(Stored items)

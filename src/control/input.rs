pub const SPACE_BAR: u32 = 32;

#[derive(Clone, Copy, Debug, PartialEq, Eq)]
pub enum InputEvent {
    Key(u32),
    ButtonClick,
}

impl InputEvent {
    /// Whether this input is bound to play/pause.
    pub fn is_play_pause(&self) -> bool {
        match self {
            InputEvent::Key(code) => *code == SPACE_BAR,
            InputEvent::ButtonClick => true,
        }
    }
}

Exercise description
Send back the complete set of entries, exactly as shown above.

Answer
filename src/control/input.rs
pub const SPACE_BAR: u32 = 32;

#[derive(Clone, Copy, Debug, PartialEq, Eq)]
pub enum InputEvent {
    Key(u32),
    ButtonClick,
}

impl InputEvent {
    /// Whether this input is bound to play/pause.
    pub fn is_play_pause(&self) -> bool {
        match self {
            InputEvent::Key(code) => *code == SPACE_BAR,
            InputEvent::ButtonClick => true,
        }
    }
}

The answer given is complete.